• _Directions_
Which lines of the entries below hold the word "could"? Report each of them.
──────── Records to use ────────
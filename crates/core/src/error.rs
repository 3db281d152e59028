use thiserror::Error;

/// Problems with a schema that make a template impossible to compile.
#[derive(Debug, Clone, PartialEq, Eq, Error)]
pub enum SchemaError {
    /// Schema has no fields at all.
    #[error("schema has no fields")]
    Empty,
    /// Field identifier is empty or contains characters reserved for placeholders.
    #[error("invalid field identifier '{0}'")]
    InvalidId(String),
    /// Two fields share one identifier.
    #[error("duplicate field identifier '{0}'")]
    DuplicateId(String),
    /// A formula references a field that is not part of the schema.
    #[error("field '{field}': formula references unknown field '{reference}'")]
    UnknownReference { field: String, reference: String },
    /// A formula fragment could not be parsed (unbalanced braces).
    #[error("field '{field}': malformed formula '{formula}': {reason}")]
    MalformedFormula { field: String, formula: String, reason: String },
    /// `{_choice_range_}` used on a field without a choice list.
    #[error("field '{field}': formula uses the choice range but the field has no choices")]
    NoChoices { field: String },
    /// A choice field was declared without any choices.
    #[error("field '{field}': format '{kind}' requires a choice list")]
    MissingChoices { field: String, kind: String },
    /// A minimum/maximum bound the field's format cannot express.
    #[error("field '{field}': format '{kind}' cannot check bound '{bound}'")]
    UnsupportedBound { field: String, kind: String, bound: String },
    /// Schema document could not be parsed.
    #[error("schema parse error: {0}")]
    Parse(String),
}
────────
• _Output for this exercise_
    /// A formula fragment could not be parsed (unbalanced braces).
    /// Schema document could not be parsed.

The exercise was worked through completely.